Wk4 SAS Bar Chart HIVrate

The above univariate graph of the HIV rate is unimodal, with its highest peak at 1.5% which is the mid-point of the interval between 0% and 3%. It is skewed to the right as there are higher frequencies in the lower HIV rate.

Wk4 SAS Bar Chart Life Expectancy

The above univariate graph of the life expectancy is bimodal, with its highest peak at 76 years old which is the mid-point of the interval between 74 and 78 years old. The other peak is at 56 years old which is the mid-point of the internal between 54 and 58 years old. It is skewed to the left as there are higher frequencies at older ages.

Wk4 SAS Bar Chart Suicide Number

The above univariate graph of the numbers of suicide in 100,000 people is unimodal, with its highest peak at 6 cases which is the mid-point of the interval between 4 and 8 cases. It is skewed to the right as there are higher frequencies at lower numbers of case.

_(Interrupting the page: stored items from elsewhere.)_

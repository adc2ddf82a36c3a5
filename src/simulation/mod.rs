//! Round scheduling: phases, workers, the engine and its control loop

pub mod control;
pub mod engine;
pub mod events;
pub mod gate;
pub mod phase;
pub mod population;
pub mod scheduler;
pub mod worker;

pub use control::SimulationLoop;
pub use engine::Simulation;
pub use events::{RoundSummary, SimulationEvent};
pub use gate::{CancelToken, Countdown, Gate};
pub use phase::{Parity, Phase, WorkerPlan, MIN_BLOCK_ROWS};
pub use population::PopulationCounters;
pub use scheduler::{CancelHandle, PhasedScheduler, Scheduler, SchedulerMode};
pub use worker::{PhaseWorker, WorkerShared};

Wk4 SAS Bar Chart Income vs Alcohol Consumption

* The bar chart above shows income per person by country to the country’s alcohol consumption Per Capita. There is a positive relationship between the two variables. An increase in income is associated with an increase in alcohol consumption.

* Income group:
Interval 1: US$0 – US$559 (Lowest 20%)
Interval 2: US$560 – US$1,845 (21%-40%)
Interval 3: US$1,846 – US$4,700 (41%-60%)
Interval 4: US$4,701 – US$13,578 (61%-80%)
Interval 5: US$13,579 – US$105,148 (81%-100%/Highest 20%)

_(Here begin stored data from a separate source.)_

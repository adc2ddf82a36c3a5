//! Blocking synchronization primitives for the phase pool
//!
//! - [`Gate`]: broadcast open/close. Waiters wait for an opening newer than
//!   the epoch they last saw, so a quick open/close pair is never missed.
//! - [`Countdown`]: the control thread waits until every worker reported in.
//! - [`CancelToken`]: cooperative stop flag checked by every wait.

use std::sync::atomic::{AtomicBool, Ordering};
use std::sync::{Arc, Condvar, Mutex, MutexGuard, PoisonError};

fn lock<T>(mutex: &Mutex<T>) -> MutexGuard<'_, T> {
    mutex.lock().unwrap_or_else(PoisonError::into_inner)
}

/// Shared stop flag
#[derive(Debug, Clone, Default)]
pub struct CancelToken(Arc<AtomicBool>);

impl CancelToken {
    pub fn new() -> Self {
        Self::default()
    }

    pub fn cancel(&self) {
        self.0.store(true, Ordering::Release);
    }

    pub fn is_cancelled(&self) -> bool {
        self.0.load(Ordering::Acquire)
    }
}

#[derive(Debug, Default)]
struct GateState {
    open: bool,
    epoch: u64,
}

/// Manual-reset gate with an opening counter
#[derive(Debug, Default)]
pub struct Gate {
    state: Mutex<GateState>,
    changed: Condvar,
}

impl Gate {
    pub fn new() -> Self {
        Self::default()
    }

    pub fn open(&self) {
        let mut state = lock(&self.state);
        state.open = true;
        state.epoch += 1;
        self.changed.notify_all();
    }

    pub fn close(&self) {
        lock(&self.state).open = false;
    }

    pub fn is_open(&self) -> bool {
        lock(&self.state).open
    }

    /// Number of openings so far
    pub fn epoch(&self) -> u64 {
        lock(&self.state).epoch
    }

    /// Block until the gate has been opened after `seen`.
    ///
    /// Returns the new epoch, or `None` once `cancel` fires.
    pub fn wait_past(&self, seen: u64, cancel: &CancelToken) -> Option<u64> {
        let mut state = lock(&self.state);
        loop {
            if cancel.is_cancelled() {
                return None;
            }
            if state.epoch > seen {
                return Some(state.epoch);
            }
            state = self.changed.wait(state).unwrap_or_else(PoisonError::into_inner);
        }
    }

    /// Wake every waiter so it can re-check its cancel token
    pub fn interrupt(&self) {
        let _state = lock(&self.state);
        self.changed.notify_all();
    }
}

/// Counts workers that still have to report for the current round
#[derive(Debug)]
pub struct Countdown {
    initial: usize,
    remaining: Mutex<usize>,
    done: Condvar,
}

impl Countdown {
    pub fn new(count: usize) -> Self {
        Self {
            initial: count,
            remaining: Mutex::new(count),
            done: Condvar::new(),
        }
    }

    pub fn initial(&self) -> usize {
        self.initial
    }

    pub fn remaining(&self) -> usize {
        *lock(&self.remaining)
    }

    pub fn signal(&self) {
        let mut remaining = lock(&self.remaining);
        *remaining = remaining.saturating_sub(1);
        if *remaining == 0 {
            self.done.notify_all();
        }
    }

    /// Block until the count reaches zero. Returns `false` if cancelled first.
    pub fn wait(&self, cancel: &CancelToken) -> bool {
        let mut remaining = lock(&self.remaining);
        loop {
            if *remaining == 0 {
                return true;
            }
            if cancel.is_cancelled() {
                return false;
            }
            remaining = self.done.wait(remaining).unwrap_or_else(PoisonError::into_inner);
        }
    }

    pub fn reset(&self) {
        *lock(&self.remaining) = self.initial;
    }

    pub fn interrupt(&self) {
        let _remaining = lock(&self.remaining);
        self.done.notify_all();
    }
}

Wk4 SAS Bar Chart Income vs Breast Cancer

* The bar chart above shows income per person by country to the country’s breast cancer new cases. There is a positive relationship between the two variables. An increase in income is associated with an increase in numbers of the new breast cancer case.

Wk4 SAS Bar Chart Income vs HIVrate

* The bar chart above shows income per person by country to the country’s HIV rate. The chart does not show a clear relationship between the two variables because it is bimodal. However, the two intervals with the highest income (Interval 4 US$4,701-US$13,578 and Interval 5 US$13,579-US$105,148) have lower HIV rates.

Wk4 SAS Bar Chart Income vs Life Expectancy

* The bar chart above shows income per person by country to the country’s life expectancy. There is a positive relationship between the two variables. An increase in income is associated with an increase in years of age.

Wk4 SAS Bar Chart Income vs Suicide Number

* The bar chart above shows income per person by country to the country’s numbers of suicide case. The suicide numbers are examined because these reflect mental health levels. The chart does not show a clear relationship between the two variables.